Download Body Matters Book in PDF, ePub and Kindle

Adopting a novel cross-disciplinary approach, this book demonstrates the value of understanding human bodies as fundamentally influenced and affected by the other materials available in diverse landscapes. Using a rich mix of ethnographic, archaeological and historical examples, it explores the creative roles materials have taken in shaping past and present people’s bodies.
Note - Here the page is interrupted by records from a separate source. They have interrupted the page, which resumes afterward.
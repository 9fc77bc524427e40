//! # Trophy Engine
//!
//! Trophies are derived, never stored: every evaluation recomputes nine fixed
//! boolean predicates from the current mods and car profile. Only the set of
//! ids that have already been *unlocked* is persisted, and it only grows
//! (until an explicit reset).
//!
//! | id | earned when |
//! |----|-------------|
//! | `first_mod` | at least one mod |
//! | `first_installed` | at least one installed mod |
//! | `planner` | at least one planned mod |
//! | `before_after` | some mod has both a before and an after image |
//! | `five_installed` | at least five installed mods |
//! | `thousand_spent` | installed mods cost at least 1000 in total |
//! | `mileage_set` | current mileage is set |
//! | `mot_set` | MOT expiry is set |
//! | `spec_master` | all six spec fields are set |
//!
//! Table order is the display order and the tie-break order for
//! [`TrophyEngine::check_for_new_unlock`].
//!
//! ## One Unlock Per Check
//!
//! When several trophies become earned between two checks, the check reports
//! only the first of them in table order. All of them are persisted as
//! unlocked in the same write, so the others are never reported as new.

use serde::Serialize;
use tracing::info;

use crate::error::Result;
use crate::model::{CarProfile, ModEntry, ModStatus};
use crate::store::backend::StorageBackend;
use crate::store::garage_store::GarageStore;

const FIVE_INSTALLED: usize = 5;
const SPEND_TARGET: f64 = 1000.0;

#[derive(Debug, Clone, Copy, PartialEq, Eq, Hash, Serialize)]
#[serde(rename_all = "snake_case")]
pub enum TrophyId {
    FirstMod,
    FirstInstalled,
    Planner,
    BeforeAfter,
    FiveInstalled,
    ThousandSpent,
    MileageSet,
    MotSet,
    SpecMaster,
}

impl TrophyId {
    pub const ALL: [TrophyId; 9] = [
        TrophyId::FirstMod,
        TrophyId::FirstInstalled,
        TrophyId::Planner,
        TrophyId::BeforeAfter,
        TrophyId::FiveInstalled,
        TrophyId::ThousandSpent,
        TrophyId::MileageSet,
        TrophyId::MotSet,
        TrophyId::SpecMaster,
    ];

    pub fn as_str(self) -> &'static str {
        match self {
            TrophyId::FirstMod => "first_mod",
            TrophyId::FirstInstalled => "first_installed",
            TrophyId::Planner => "planner",
            TrophyId::BeforeAfter => "before_after",
            TrophyId::FiveInstalled => "five_installed",
            TrophyId::ThousandSpent => "thousand_spent",
            TrophyId::MileageSet => "mileage_set",
            TrophyId::MotSet => "mot_set",
            TrophyId::SpecMaster => "spec_master",
        }
    }

    pub fn title(self) -> &'static str {
        match self {
            TrophyId::FirstMod => "First Mod",
            TrophyId::FirstInstalled => "Installed Something",
            TrophyId::Planner => "Planner",
            TrophyId::BeforeAfter => "Before & After",
            TrophyId::FiveInstalled => "Build Momentum",
            TrophyId::ThousandSpent => "Investor",
            TrophyId::MileageSet => "Miles Matter",
            TrophyId::MotSet => "Road Legal",
            TrophyId::SpecMaster => "Spec Master",
        }
    }

    pub fn icon(self) -> &'static str {
        match self {
            TrophyId::FirstMod => "🏁",
            TrophyId::FirstInstalled => "🛠️",
            TrophyId::Planner => "🧠",
            TrophyId::BeforeAfter => "📸",
            TrophyId::FiveInstalled => "🔥",
            TrophyId::ThousandSpent => "💸",
            TrophyId::MileageSet => "🛣️",
            TrophyId::MotSet => "🧾",
            TrophyId::SpecMaster => "📋",
        }
    }

    pub fn description(self) -> &'static str {
        match self {
            TrophyId::FirstMod => "Add your first mod.",
            TrophyId::FirstInstalled => "Install your first mod.",
            TrophyId::Planner => "Add your first planned mod.",
            TrophyId::BeforeAfter => "Log a mod with both before and after photos.",
            TrophyId::FiveInstalled => "Install 5 mods.",
            TrophyId::ThousandSpent => "Spend £1,000 on installed mods.",
            TrophyId::MileageSet => "Set your current mileage.",
            TrophyId::MotSet => "Set your MOT expiry date.",
            TrophyId::SpecMaster => "Complete your spec sheet (incl. colour).",
        }
    }

    fn is_earned(self, facts: &TrophyFacts) -> bool {
        match self {
            TrophyId::FirstMod => facts.mod_count >= 1,
            TrophyId::FirstInstalled => facts.installed_count >= 1,
            TrophyId::Planner => facts.planned_count >= 1,
            TrophyId::BeforeAfter => facts.has_before_after,
            TrophyId::FiveInstalled => facts.installed_count >= FIVE_INSTALLED,
            TrophyId::ThousandSpent => facts.installed_spend >= SPEND_TARGET,
            TrophyId::MileageSet => facts.has_mileage,
            TrophyId::MotSet => facts.has_mot,
            TrophyId::SpecMaster => facts.spec_complete,
        }
    }

    fn progress(self, facts: &TrophyFacts) -> String {
        let flag = |done: bool| if done { "1/1" } else { "0/1" }.to_string();
        match self {
            TrophyId::FirstMod => format!("{}/1", facts.mod_count.min(1)),
            TrophyId::FirstInstalled => format!("{}/1", facts.installed_count.min(1)),
            TrophyId::Planner => format!("{}/1", facts.planned_count.min(1)),
            TrophyId::FiveInstalled => format!(
                "{}/{}",
                facts.installed_count.min(FIVE_INSTALLED),
                FIVE_INSTALLED
            ),
            TrophyId::ThousandSpent => format!(
                "£{}/£{}",
                group_thousands(facts.installed_spend.min(SPEND_TARGET)),
                group_thousands(SPEND_TARGET)
            ),
            TrophyId::BeforeAfter => flag(facts.has_before_after),
            TrophyId::MileageSet => flag(facts.has_mileage),
            TrophyId::MotSet => flag(facts.has_mot),
            TrophyId::SpecMaster => flag(facts.spec_complete),
        }
    }
}

impl std::fmt::Display for TrophyId {
    fn fmt(&self, f: &mut std::fmt::Formatter<'_>) -> std::fmt::Result {
        f.write_str(self.as_str())
    }
}

/// `1234.5` → `"1,234.5"`; whole amounts drop the fraction.
fn group_thousands(amount: f64) -> String {
    let rounded = (amount * 100.0).round() / 100.0;
    let whole = rounded.trunc() as i64;
    let digits = whole.abs().to_string();
    let mut grouped = String::with_capacity(digits.len() + digits.len() / 3);
    for (i, ch) in digits.chars().enumerate() {
        if i > 0 && (digits.len() - i) % 3 == 0 {
            grouped.push(',');
        }
        grouped.push(ch);
    }
    if whole < 0 {
        grouped.insert(0, '-');
    }
    let cents = ((rounded - rounded.trunc()).abs() * 100.0).round() as i64;
    if cents == 0 {
        grouped
    } else if cents % 10 == 0 {
        format!("{}.{}", grouped, cents / 10)
    } else {
        format!("{}.{:02}", grouped, cents)
    }
}

/// Aggregates the predicates are evaluated over.
#[derive(Debug, Clone, PartialEq, Default)]
pub struct TrophyFacts {
    pub mod_count: usize,
    pub installed_count: usize,
    pub planned_count: usize,
    pub has_before_after: bool,
    /// Sum of finite costs over installed mods only.
    pub installed_spend: f64,
    pub has_mileage: bool,
    pub has_mot: bool,
    pub spec_complete: bool,
}

impl TrophyFacts {
    pub fn gather(mods: &[ModEntry], car: &CarProfile) -> Self {
        let installed = || mods.iter().filter(|m| m.status == ModStatus::Installed);
        Self {
            mod_count: mods.len(),
            installed_count: installed().count(),
            planned_count: mods
                .iter()
                .filter(|m| m.status == ModStatus::Planned)
                .count(),
            has_before_after: mods.iter().any(ModEntry::has_before_and_after),
            installed_spend: installed().map(ModEntry::spend).sum(),
            has_mileage: car.current_mileage.is_some(),
            has_mot: car.mot_expiry_iso.as_deref().is_some_and(|s| !s.is_empty()),
            spec_complete: car.specs.is_complete(),
        }
    }
}

#[derive(Debug, Clone, PartialEq, Serialize)]
pub struct TrophyDefinition {
    pub id: TrophyId,
    pub title: &'static str,
    pub icon: &'static str,
    pub description: &'static str,
    pub earned: bool,
    pub progress: String,
}

/// All nine definitions, in table order, for the given facts.
pub fn evaluate_facts(facts: &TrophyFacts) -> Vec<TrophyDefinition> {
    TrophyId::ALL
        .into_iter()
        .map(|id| TrophyDefinition {
            id,
            title: id.title(),
            icon: id.icon(),
            description: id.description(),
            earned: id.is_earned(facts),
            progress: id.progress(facts),
        })
        .collect()
}

pub struct TrophyEngine<'s, B: StorageBackend> {
    store: &'s GarageStore<B>,
}

impl<'s, B: StorageBackend> TrophyEngine<'s, B> {
    pub(crate) fn new(store: &'s GarageStore<B>) -> Self {
        Self { store }
    }

    pub fn facts(&self) -> TrophyFacts {
        let mods = self.store.mods().list();
        let car = self.store.car().get();
        TrophyFacts::gather(&mods, &car)
    }

    pub fn evaluate(&self) -> Vec<TrophyDefinition> {
        evaluate_facts(&self.facts())
    }

    pub fn earned_count(&self) -> usize {
        self.evaluate().iter().filter(|t| t.earned).count()
    }

    /// Report the first newly earned trophy, if any, and persist every newly
    /// earned id as unlocked.
    ///
    /// Writes nothing when there is nothing new. A malformed store reads as
    /// "nothing earned"; only a failed write of the unlocked set is an error.
    pub fn check_for_new_unlock(&self) -> Result<Option<TrophyDefinition>> {
        let trophies = self.evaluate();
        let repo = self.store.unlocked_trophies();
        let mut unlocked = repo.list();

        let newly: Vec<TrophyId> = trophies
            .iter()
            .filter(|t| t.earned && !unlocked.iter().any(|id| id == t.id.as_str()))
            .map(|t| t.id)
            .collect();

        let Some(&first) = newly.first() else {
            return Ok(None);
        };

        unlocked.extend(newly.iter().map(|id| id.as_str().to_string()));
        repo.save(&unlocked)?;

        info!(
            trophy = %first,
            silently_unlocked = newly.len() - 1,
            "trophy unlocked"
        );
        Ok(trophies.into_iter().find(|t| t.id == first))
    }
}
Nanotechnology Applications in the Food Industry

Nanotechnology Applications in the Food Industry
Author: V Ravishankar Rai
Publisher: CRC Press
Total Pages: 745
Release: 2018-01-31
Genre: Technology & Engineering
ISBN: 0429950209

Download Nanotechnology Applications in the Food Industry Book in PDF, ePub and Kindle

Nanotechnology is increasingly used in the food industry in the production, processing, packaging, and preservation of foods. It is also used to enhance flavor and color, nutrient delivery, and bioavailability, and to improve food safety and in quality management. Nanotechnology Applications in the Food Industry is a comprehensive reference book containing exhaustive information on nanotechnology and the scope of its applications in the food industry. The book has five sections delving on all aspects of nanotechnology and its key role in food industry in the present scenario. Part I on Introduction to Nanotechnology in Food Sector covers the technological basis for its application in food industry and in agriculture. The use of nanosized foods and nanomaterials in food, the safety issues pertaining to its applications in foods and on market analysis and consumer perception of food nanotechnology has been discussed in the section. Part II on Nanotechnology in Food Packaging reviews the use of nanopolymers, nanocomposites and nanostructured coatings in food packaging. Part III on Nanosensors for Safe and Quality Foods provides an overview on nanotechnology in the development of biosensors for pathogen and food contaminant detections, and in sampling and food quality management. Part IV on Nanotechnology for Nutrient Delivery in Foods deals with the use of nanotechnology in foods for controlled and effective release of nutrients. Part V on Safety Assessment for Use of Nanomaterials in Food and Food Production deliberates on the benefits and risks associated with the extensive and long term applications of nanotechnology in food sector.